- [ENTRIES SHOWN]

+ + + +

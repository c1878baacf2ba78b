use parking_lot::RwLock;
use std::collections::HashSet;
use std::sync::Arc;

use crate::core::error::Result;
use crate::storage::store::PhraseStore;

/// In-memory mirror of the persisted filtered-phrase set, consulted on
/// every query and every ingest. Mutations write through to persistence
/// first, then update the mirror under the exclusive lock; the caller
/// invalidates affected suggestion-cache entries afterwards.
pub struct ModerationFilter {
    store: Arc<dyn PhraseStore>,
    mirror: RwLock<HashSet<String>>,
}

impl ModerationFilter {
    /// Loads the mirror from persistence at boot.
    pub fn load(store: Arc<dyn PhraseStore>) -> Result<Self> {
        let mirror = store.list_filtered()?.into_iter().collect();
        Ok(ModerationFilter {
            store,
            mirror: RwLock::new(mirror),
        })
    }

    pub fn is_filtered(&self, phrase: &str) -> bool {
        self.mirror.read().contains(phrase)
    }

    pub fn add(&self, phrase: &str, reason: &str) -> Result<()> {
        let mut mirror = self.mirror.write();
        self.store.add_filtered(phrase, reason)?;
        mirror.insert(phrase.to_string());
        Ok(())
    }

    pub fn remove(&self, phrase: &str) -> Result<()> {
        let mut mirror = self.mirror.write();
        self.store.remove_filtered(phrase)?;
        mirror.remove(phrase);
        Ok(())
    }

    pub fn len(&self) -> usize {
        self.mirror.read().len()
    }

    pub fn is_empty(&self) -> bool {
        self.mirror.read().is_empty()
    }
}

#[cfg(test)]
mod tests {
    use super::*;
    use crate::storage::memory::MemoryStore;

    #[test]
    fn loads_persisted_set_at_boot() {
        let store = Arc::new(MemoryStore::new());
        store.add_filtered("badword", "abuse").unwrap();

        let filter = ModerationFilter::load(store).unwrap();
        assert!(filter.is_filtered("badword"));
        assert!(!filter.is_filtered("goodword"));
        assert_eq!(filter.len(), 1);
    }

    #[test]
    fn add_and_remove_write_through() {
        let store = Arc::new(MemoryStore::new());
        let filter = ModerationFilter::load(store.clone()).unwrap();

        filter.add("badword", "spam").unwrap();
        assert!(filter.is_filtered("badword"));
        assert_eq!(store.list_filtered().unwrap(), vec!["badword".to_string()]);

        filter.remove("badword").unwrap();
        assert!(!filter.is_filtered("badword"));
        assert!(store.list_filtered().unwrap().is_empty());
    }

    #[test]
    fn failed_persistence_leaves_mirror_untouched() {
        let store = Arc::new(MemoryStore::new());
        let filter = ModerationFilter::load(store).unwrap();

        // removing an unfiltered phrase fails in the store
        assert!(filter.remove("never-added").is_err());
        assert!(filter.is_empty());
    }
}
//! Collection registry.
//!
//! Every store the database knows about is declared here, once, ahead of
//! time. A store is created lazily in the backend the first time a
//! transaction references it.

use crate::error::CoreError;
use localdb_storage::StoreSchema;
use serde::{Deserialize, Serialize};
use std::fmt;
use std::str::FromStr;

/// Field used to order paginated scans.
pub const CREATED_AT_INDEX: &str = "createdAt";

/// A declared store.
#[derive(Debug, Clone, Copy, PartialEq, Eq, PartialOrd, Ord, Hash, Serialize, Deserialize)]
pub enum StoreName {
    /// Database-wide context record.
    Context,
    /// HD and imported wallets.
    Wallet,
    /// Accounts grouped across networks under one derivation index.
    IndexedAccount,
    /// Network-specific accounts.
    Account,
    /// Derivation paths used per wallet.
    AccountDerivation,
    /// Encrypted credentials.
    Credential,
    /// Paired hardware devices.
    Device,
    /// Address lookup entries.
    Address,
    /// Messages signed by the user.
    SignedMessage,
    /// Transactions signed by the user.
    SignedTransaction,
    /// Sites granted access to accounts.
    ConnectedSite,
    /// Items written by cloud sync.
    CloudSyncItem,
}

impl StoreName {
    /// Every declared store, in declaration order.
    pub const ALL: [StoreName; 12] = [
        StoreName::Context,
        StoreName::Wallet,
        StoreName::IndexedAccount,
        StoreName::Account,
        StoreName::AccountDerivation,
        StoreName::Credential,
        StoreName::Device,
        StoreName::Address,
        StoreName::SignedMessage,
        StoreName::SignedTransaction,
        StoreName::ConnectedSite,
        StoreName::CloudSyncItem,
    ];

    /// Returns the store's name in the backend.
    #[must_use]
    pub const fn as_str(self) -> &'static str {
        match self {
            Self::Context => "Context",
            Self::Wallet => "Wallet",
            Self::IndexedAccount => "IndexedAccount",
            Self::Account => "Account",
            Self::AccountDerivation => "AccountDerivation",
            Self::Credential => "Credential",
            Self::Device => "Device",
            Self::Address => "Address",
            Self::SignedMessage => "SignedMessage",
            Self::SignedTransaction => "SignedTransaction",
            Self::ConnectedSite => "ConnectedSite",
            Self::CloudSyncItem => "CloudSyncItem",
        }
    }

    /// Returns the field paginated scans are ordered by, if any.
    #[must_use]
    pub const fn ordering_index(self) -> Option<&'static str> {
        match self {
            Self::SignedMessage | Self::SignedTransaction | Self::ConnectedSite => {
                Some(CREATED_AT_INDEX)
            }
            _ => None,
        }
    }

    /// Returns whether single-record reads of this store are cached.
    #[must_use]
    pub const fn is_hot(self) -> bool {
        matches!(
            self,
            Self::Wallet | Self::Account | Self::IndexedAccount | Self::Device
        )
    }

    /// Returns the backend schema for this store.
    #[must_use]
    pub fn schema(self) -> StoreSchema {
        let schema = StoreSchema::new(self.as_str());
        match self.ordering_index() {
            Some(index) => schema.with_index(index),
            None => schema,
        }
    }

    /// Returns the schema of every declared store.
    #[must_use]
    pub fn all_schemas() -> Vec<StoreSchema> {
        Self::ALL.iter().map(|s| s.schema()).collect()
    }
}

impl fmt::Display for StoreName {
    fn fmt(&self, f: &mut fmt::Formatter<'_>) -> fmt::Result {
        f.write_str(self.as_str())
    }
}

impl FromStr for StoreName {
    type Err = CoreError;

    fn from_str(s: &str) -> Result<Self, Self::Err> {
        Self::ALL
            .iter()
            .copied()
            .find(|name| name.as_str() == s)
            .ok_or_else(|| CoreError::invalid_operation(format!("unknown store: {s}")))
    }
}

/// Named whole-store reads served through the aggregate cache.
#[derive(Debug, Clone, Copy, PartialEq, Eq, Hash, Serialize, Deserialize)]
pub enum AggregateKey {
    /// Every wallet.
    AllWallets,
    /// Every account.
    AllAccounts,
    /// Every indexed account.
    AllIndexedAccounts,
    /// Every device.
    AllDevices,
}

impl AggregateKey {
    /// Every aggregate key.
    pub const ALL: [AggregateKey; 4] = [
        AggregateKey::AllWallets,
        AggregateKey::AllAccounts,
        AggregateKey::AllIndexedAccounts,
        AggregateKey::AllDevices,
    ];

    /// Returns the store the aggregate reads.
    #[must_use]
    pub const fn store(self) -> StoreName {
        match self {
            Self::AllWallets => StoreName::Wallet,
            Self::AllAccounts => StoreName::Account,
            Self::AllIndexedAccounts => StoreName::IndexedAccount,
            Self::AllDevices => StoreName::Device,
        }
    }
}

#[cfg(test)]
mod tests {
    use super::*;

    #[test]
    fn store_name_round_trips_through_str() {
        for name in StoreName::ALL {
            assert_eq!(name.as_str().parse::<StoreName>().unwrap(), name);
        }
        assert!("Nope".parse::<StoreName>().is_err());
    }

    #[test]
    fn ordering_index_only_on_dated_stores() {
        assert_eq!(StoreName::SignedMessage.ordering_index(), Some("createdAt"));
        assert_eq!(StoreName::Wallet.ordering_index(), None);
        assert!(StoreName::ConnectedSite.schema().has_index("createdAt"));
        assert!(StoreName::Account.schema().indexes.is_empty());
    }

    #[test]
    fn hot_stores() {
        let hot: Vec<StoreName> = StoreName::ALL.into_iter().filter(|s| s.is_hot()).collect();
        assert_eq!(
            hot,
            vec![
                StoreName::Wallet,
                StoreName::IndexedAccount,
                StoreName::Account,
                StoreName::Device
            ]
        );
    }

    #[test]
    fn aggregates_map_to_hot_stores() {
        for key in AggregateKey::ALL {
            assert!(key.store().is_hot());
        }
    }

    #[test]
    fn all_schemas_are_keyed_by_id() {
        let schemas = StoreName::all_schemas();
        assert_eq!(schemas.len(), 12);
        assert!(schemas.iter().all(|s| s.key_path == "id"));
    }
}
//! Test fixtures and database helpers.
//!
//! Provides temporary databases, record builders for the declared stores and
//! a few pre-populated scenarios.

use localdb_core::{Config, LocalDb, Record};
use localdb_storage::InMemoryBackend;
use serde_json::json;
use std::path::{Path, PathBuf};
use std::sync::Arc;
use tempfile::TempDir;

/// A test database with automatic cleanup.
pub struct TestDb {
    /// The database instance.
    pub db: LocalDb,
    /// The temporary directory (kept alive to prevent cleanup).
    temp_dir: Option<TempDir>,
    config: Config,
}

impl TestDb {
    /// Creates a new in-memory test database.
    pub fn memory() -> Self {
        Self::memory_with(Config::default())
    }

    /// Creates a new in-memory test database with a custom config.
    pub fn memory_with(config: Config) -> Self {
        let backend = Arc::new(InMemoryBackend::new());
        Self {
            db: LocalDb::open(backend, config.clone()).expect("Failed to open in-memory database"),
            temp_dir: None,
            config,
        }
    }

    /// Creates a new file-based test database.
    pub fn file() -> Self {
        Self::file_with(Config::default())
    }

    /// Creates a new file-based test database with a custom config.
    pub fn file_with(config: Config) -> Self {
        let temp_dir = TempDir::new().expect("Failed to create temp directory");
        let db = LocalDb::open_path(temp_dir.path(), config.clone())
            .expect("Failed to open file database");
        Self {
            db,
            temp_dir: Some(temp_dir),
            config,
        }
    }

    /// Returns the database directory if file-based, None if in-memory.
    pub fn path(&self) -> Option<PathBuf> {
        self.temp_dir.as_ref().map(|d| d.path().to_path_buf())
    }

    /// Closes and reopens a file-based database from disk.
    ///
    /// # Panics
    ///
    /// Panics if the database is in-memory.
    pub fn reopen(self) -> Self {
        let Self {
            db,
            temp_dir,
            config,
        } = self;
        let temp_dir = temp_dir.expect("Only file databases can be reopened");
        drop(db);
        let db = LocalDb::open_path(temp_dir.path(), config.clone())
            .expect("Failed to reopen file database");
        Self {
            db,
            temp_dir: Some(temp_dir),
            config,
        }
    }
}

impl std::ops::Deref for TestDb {
    type Target = LocalDb;

    fn deref(&self) -> &Self::Target {
        &self.db
    }
}

/// Runs a test with a temporary in-memory database.
pub fn with_temp_db<F, R>(f: F) -> R
where
    F: FnOnce(&LocalDb) -> R,
{
    let test_db = TestDb::memory();
    f(&test_db.db)
}

/// Runs a test with a temporary file-based database.
pub fn with_file_db<F, R>(f: F) -> R
where
    F: FnOnce(&LocalDb, &Path) -> R,
{
    let test_db = TestDb::file();
    let path = test_db.path().expect("File database should have a path");
    f(&test_db.db, &path)
}

/// Returns a fresh random record id.
pub fn new_id() -> String {
    uuid::Uuid::new_v4().to_string()
}

/// Builds a wallet record.
pub fn wallet(id: &str, name: &str) -> Record {
    Record::new(id)
        .with("name", json!(name))
        .with("type", json!("hd"))
        .with("accounts", json!([]))
}

/// Builds an account record belonging to a wallet.
pub fn account(id: &str, wallet_id: &str) -> Record {
    Record::new(id)
        .with("walletId", json!(wallet_id))
        .with("address", json!(format!("0x{}", id.replace('-', ""))))
}

/// Builds a paired device record.
pub fn device(id: &str, name: &str) -> Record {
    Record::new(id)
        .with("name", json!(name))
        .with("connectId", json!(new_id()))
}

/// Builds a signed message record created at `created_at` (milliseconds).
pub fn signed_message(id: &str, created_at: u64) -> Record {
    Record::new(id)
        .with("createdAt", json!(created_at))
        .with("message", json!(format!("message {id}")))
}

/// Builds a connected site record created at `created_at` (milliseconds).
pub fn connected_site(id: &str, url: &str, created_at: u64) -> Record {
    Record::new(id)
        .with("createdAt", json!(created_at))
        .with("url", json!(url))
}

/// Test scenario helpers.
pub mod scenarios {
    use super::*;
    use localdb_bridge::{
        BackgroundHost, LocalDbProxy, LoopbackTransport, SimpleDbProxy, LOCAL_DB_NAMESPACE,
        SIMPLE_DB_NAMESPACE,
    };
    use localdb_core::{AddOptions, SimpleDb, StoreName};

    /// Creates a database with `wallets` wallets, one account each, and
    /// `messages` signed messages created one second apart.
    pub fn populated_db(wallets: usize, messages: usize) -> TestDb {
        let test_db = TestDb::memory();
        let wallet_records: Vec<Record> = (0..wallets)
            .map(|i| wallet(&format!("w{i}"), &format!("Wallet {i}")))
            .collect();
        let account_records: Vec<Record> = (0..wallets)
            .map(|i| account(&format!("a{i}"), &format!("w{i}")))
            .collect();
        let message_records: Vec<Record> = (0..messages)
            .map(|i| signed_message(&format!("m{i}"), 1_000 * (i as u64 + 1)))
            .collect();

        for (store, records) in [
            (StoreName::Wallet, wallet_records),
            (StoreName::Account, account_records),
            (StoreName::SignedMessage, message_records),
        ] {
            test_db
                .add(store, records, AddOptions::default())
                .expect("Failed to populate store");
        }
        test_db
    }

    /// Serves `db` from a loopback host and returns a proxy to it.
    pub fn proxied(db: LocalDb) -> (Arc<LocalDb>, LocalDbProxy) {
        let db = Arc::new(db);
        let host = Arc::new(BackgroundHost::new());
        host.register(LOCAL_DB_NAMESPACE, db.clone());
        let proxy = LocalDbProxy::new(Arc::new(LoopbackTransport::loopback(host)));
        (db, proxy)
    }

    /// Serves `db` as the key-value store of a loopback host and returns a
    /// proxy to it.
    pub fn proxied_simple(db: SimpleDb) -> (Arc<SimpleDb>, SimpleDbProxy) {
        let db = Arc::new(db);
        let host = Arc::new(BackgroundHost::new());
        host.register_simple(SIMPLE_DB_NAMESPACE, db.clone());
        let proxy = SimpleDbProxy::new(Arc::new(LoopbackTransport::loopback(host)));
        (db, proxy)
    }
}

#[cfg(test)]
mod tests {
    use super::*;
    use localdb_core::{AddOptions, StoreName};

    #[test]
    fn test_memory_database() {
        let test_db = TestDb::memory();
        assert!(test_db.path().is_none());
        assert_eq!(test_db.count(StoreName::Wallet).unwrap(), 0);
    }

    #[test]
    fn test_file_database_reopens() {
        let test_db = TestDb::file();
        test_db
            .add(StoreName::Wallet, vec![wallet("w1", "Main")], AddOptions::default())
            .unwrap();
        let test_db = test_db.reopen();
        assert_eq!(test_db.get(StoreName::Wallet, "w1").unwrap().id(), "w1");
    }

    #[test]
    fn test_populated_scenario() {
        let test_db = scenarios::populated_db(3, 5);
        assert_eq!(test_db.count(StoreName::Wallet).unwrap(), 3);
        assert_eq!(test_db.count(StoreName::Account).unwrap(), 3);
        assert_eq!(test_db.count(StoreName::SignedMessage).unwrap(), 5);
    }

    #[test]
    fn test_new_ids_are_unique() {
        assert_ne!(new_id(), new_id());
    }
}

+ + + +

- [AIM OF THE EXERCISE]
Pull every line with the word "this" from the data.

- [EXERCISE OUTPUT]
    /// Returns whether single-record reads of this store are cached.
    /// Returns the backend schema for this store.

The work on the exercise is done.